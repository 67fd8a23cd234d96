//! Secondary indices for efficient item queries
//!
//! This module provides secondary indices that enable efficient queries
//! without scanning the entire item map:
//! - ChildIndex: Maps parent ItemId → Set<ItemId> for child lookups
//! - RunItemIndex: Maps RunId → Set<ItemId> for run-scoped scans
//!   (critical for statistics recalculation)

use runledger_core::{ItemId, RunId};
use rustc_hash::FxHashMap;
use std::collections::BTreeSet;

/// Secondary index: parent ItemId → child ItemIds
///
/// Changes child lookup from O(total items) to O(children). Merges move
/// items between parents, so entries are removed and re-added on save.
#[derive(Debug, Default)]
pub struct ChildIndex {
    index: FxHashMap<ItemId, BTreeSet<ItemId>>,
}

impl ChildIndex {
    /// Create a new empty ChildIndex
    pub fn new() -> Self {
        Self::default()
    }

    /// Add an item to its parent's child set
    pub fn insert(&mut self, parent: ItemId, child: ItemId) {
        self.index.entry(parent).or_default().insert(child);
    }

    /// Remove an item from its parent's child set
    ///
    /// Drops the parent entry entirely when the set becomes empty to avoid
    /// accumulating empty sets.
    pub fn remove(&mut self, parent: ItemId, child: &ItemId) {
        if let Some(children) = self.index.get_mut(&parent) {
            children.remove(child);
            if children.is_empty() {
                self.index.remove(&parent);
            }
        }
    }

    /// Get the child ids of a parent, in stable (id) order
    pub fn get(&self, parent: &ItemId) -> Option<&BTreeSet<ItemId>> {
        self.index.get(parent)
    }
}

/// Secondary index: RunId → ItemIds
///
/// Enables O(run size) run scans for statistics recalculation instead of
/// O(total items). Merges move subtrees between runs, so entries are
/// removed and re-added on save.
#[derive(Debug, Default)]
pub struct RunItemIndex {
    index: FxHashMap<RunId, BTreeSet<ItemId>>,
}

impl RunItemIndex {
    /// Create a new empty RunItemIndex
    pub fn new() -> Self {
        Self::default()
    }

    /// Add an item to a run's set
    pub fn insert(&mut self, run: RunId, item: ItemId) {
        self.index.entry(run).or_default().insert(item);
    }

    /// Remove an item from a run's set
    pub fn remove(&mut self, run: RunId, item: &ItemId) {
        if let Some(items) = self.index.get_mut(&run) {
            items.remove(item);
            if items.is_empty() {
                self.index.remove(&run);
            }
        }
    }

    /// Get the item ids of a run, in stable (id) order
    pub fn get(&self, run: &RunId) -> Option<&BTreeSet<ItemId>> {
        self.index.get(run)
    }
}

★ ★ ★ ★ ★

→ TASK STATEMENT: Read through the entries and copy every line that includes "Option".

→ PROBLEM SOLUTION:
    pub fn get(&self, parent: &ItemId) -> Option<&BTreeSet<ItemId>> {
    pub fn get(&self, run: &RunId) -> Option<&BTreeSet<ItemId>> {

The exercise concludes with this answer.